Collected data entries:
##########

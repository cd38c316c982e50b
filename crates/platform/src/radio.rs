//! LoRa mesh radio abstraction
//!
//! The mesh protocol itself is external; the runtime only pumps it once per
//! tick, asks whether a transmit is imminent (so audio can back off the SPI
//! bus) and re-tunes it from the settings screen.

use serde::{Deserialize, Serialize};

/// Lowest tunable frequency (kHz).
pub const FREQ_MIN_KHZ: u32 = 400_000;
/// Highest tunable frequency (kHz).
pub const FREQ_MAX_KHZ: u32 = 960_000;
/// Frequency edit step: 0.1 MHz.
pub const FREQ_STEP_KHZ: u32 = 100;
/// Legal spreading factors.
pub const SF_RANGE: core::ops::RangeInclusive<u8> = 5..=12;
/// Legal coding-rate denominators (4/5 .. 4/8).
pub const CR_RANGE: core::ops::RangeInclusive<u8> = 5..=8;
/// Lowest TX power the transceiver accepts (dBm).
pub const TX_MIN_DBM: i8 = -9;

/// LoRa channel bandwidths offered by the settings screen.
#[derive(Debug, Clone, Copy, PartialEq, Eq, Serialize, Deserialize)]
#[cfg_attr(feature = "defmt", derive(defmt::Format))]
pub enum Bandwidth {
    /// 31.25 kHz
    Khz31,
    /// 62.5 kHz
    Khz62,
    /// 125 kHz
    Khz125,
    /// 250 kHz
    Khz250,
    /// 500 kHz
    Khz500,
}

impl Bandwidth {
    /// Cycle order used by the up/down keys.
    pub const ALL: [Bandwidth; 5] = [
        Self::Khz31,
        Self::Khz62,
        Self::Khz125,
        Self::Khz250,
        Self::Khz500,
    ];

    /// Bandwidth in Hz.
    pub const fn hz(self) -> u32 {
        match self {
            Self::Khz31 => 31_250,
            Self::Khz62 => 62_500,
            Self::Khz125 => 125_000,
            Self::Khz250 => 250_000,
            Self::Khz500 => 500_000,
        }
    }

    /// Display label.
    pub const fn label(self) -> &'static str {
        match self {
            Self::Khz31 => "31.25",
            Self::Khz62 => "62.5",
            Self::Khz125 => "125",
            Self::Khz250 => "250",
            Self::Khz500 => "500",
        }
    }

    fn index(self) -> usize {
        Self::ALL.iter().position(|b| *b == self).unwrap_or(2)
    }

    /// Next wider bandwidth, wrapping to the narrowest.
    pub fn next(self) -> Self {
        let idx = self.index().wrapping_add(1) % Self::ALL.len();
        Self::ALL.get(idx).copied().unwrap_or(self)
    }

    /// Next narrower bandwidth, wrapping to the widest.
    pub fn prev(self) -> Self {
        let idx = self
            .index()
            .checked_sub(1)
            .unwrap_or(Self::ALL.len().saturating_sub(1));
        Self::ALL.get(idx).copied().unwrap_or(self)
    }
}

/// Tunable radio parameters.
#[derive(Debug, Clone, Copy, PartialEq, Eq, Serialize, Deserialize)]
#[cfg_attr(feature = "defmt", derive(defmt::Format))]
pub struct RadioParams {
    /// Centre frequency in kHz.
    pub freq_khz: u32,
    /// Channel bandwidth.
    pub bandwidth: Bandwidth,
    /// Spreading factor.
    pub sf: u8,
    /// Coding-rate denominator.
    pub cr: u8,
    /// Transmit power in dBm.
    pub tx_dbm: i8,
}

impl RadioParams {
    /// `"869.525"` style MHz label with three decimals.
    pub fn freq_label(&self) -> heapless::String<12> {
        use core::fmt::Write as _;
        let mut s = heapless::String::new();
        let _ = write!(s, "{}.{:03}", self.freq_khz / 1000, self.freq_khz % 1000);
        s
    }
}

impl Default for RadioParams {
    fn default() -> Self {
        PRESETS[0].params
    }
}

/// A named parameter set offered by the preset picker.
#[derive(Debug, Clone, Copy, PartialEq, Eq)]
pub struct RadioPreset {
    /// Picker label.
    pub name: &'static str,
    /// Parameters applied when picked (TX power is kept).
    pub params: RadioParams,
}

/// Presets shown by the settings picker.
pub const PRESETS: [RadioPreset; 4] = [
    RadioPreset {
        name: "EU Narrow",
        params: RadioParams {
            freq_khz: 869_618,
            bandwidth: Bandwidth::Khz62,
            sf: 8,
            cr: 8,
            tx_dbm: 14,
        },
    },
    RadioPreset {
        name: "US Default",
        params: RadioParams {
            freq_khz: 910_525,
            bandwidth: Bandwidth::Khz250,
            sf: 10,
            cr: 5,
            tx_dbm: 20,
        },
    },
    RadioPreset {
        name: "Long Range",
        params: RadioParams {
            freq_khz: 869_525,
            bandwidth: Bandwidth::Khz125,
            sf: 12,
            cr: 8,
            tx_dbm: 14,
        },
    },
    RadioPreset {
        name: "433 MHz",
        params: RadioParams {
            freq_khz: 433_650,
            bandwidth: Bandwidth::Khz62,
            sf: 9,
            cr: 6,
            tx_dbm: 10,
        },
    },
];

/// Something the mesh stack surfaced during a pump.
#[derive(Debug, Clone, PartialEq, Eq)]
pub enum MeshEvent {
    /// A text message addressed to us or to a joined channel.
    Text {
        /// Sender display name.
        from: heapless::String<32>,
        /// Message body.
        body: heapless::String<160>,
    },
    /// A node advert was heard.
    Advert {
        /// Node name.
        name: heapless::String<32>,
    },
}

/// Mesh transceiver plus protocol stack.
pub trait MeshRadio {
    /// Error type
    type Error: core::fmt::Debug;

    /// Service the stack once: receive or transmit at most one packet.
    fn pump(
        &mut self,
    ) -> impl core::future::Future<Output = Result<Option<MeshEvent>, Self::Error>>;

    /// `true` while a transmit is queued or on air.
    fn tx_pending(&self) -> bool;

    /// Re-tune the transceiver.
    fn apply(
        &mut self,
        params: &RadioParams,
    ) -> impl core::future::Future<Output = Result<(), Self::Error>>;

    /// Board-specific TX power ceiling (dBm).
    fn max_tx_dbm(&self) -> i8;
}

#[cfg(test)]
mod tests {
    use super::*;

    #[test]
    fn test_bandwidth_cycles_both_ways() {
        assert_eq!(Bandwidth::Khz500.next(), Bandwidth::Khz31);
        assert_eq!(Bandwidth::Khz31.prev(), Bandwidth::Khz500);
        assert_eq!(Bandwidth::Khz62.next(), Bandwidth::Khz125);
        let mut bw = Bandwidth::Khz125;
        for _ in 0..5 {
            bw = bw.next();
        }
        assert_eq!(bw, Bandwidth::Khz125);
    }

    #[test]
    fn test_freq_label() {
        let p = RadioParams {
            freq_khz: 869_525,
            ..RadioParams::default()
        };
        assert_eq!(p.freq_label().as_str(), "869.525");
    }

    #[test]
    fn test_presets_are_legal() {
        for preset in PRESETS {
            let p = preset.params;
            assert!((FREQ_MIN_KHZ..=FREQ_MAX_KHZ).contains(&p.freq_khz));
            assert!(SF_RANGE.contains(&p.sf));
            assert!(CR_RANGE.contains(&p.cr));
        }
    }
}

##########

## [DESCRIPTION OF THE TASK]
Of all the entries above, output exactly the lines between the one holding "mesh radio abstraction" and the one holding "from the settings screen.", inclusive.

## [RESPONSE]
//! LoRa mesh radio abstraction
//!
//! The mesh protocol itself is external; the runtime only pumps it once per
//! tick, asks whether a transmit is imminent (so audio can back off the SPI
//! bus) and re-tunes it from the settings screen.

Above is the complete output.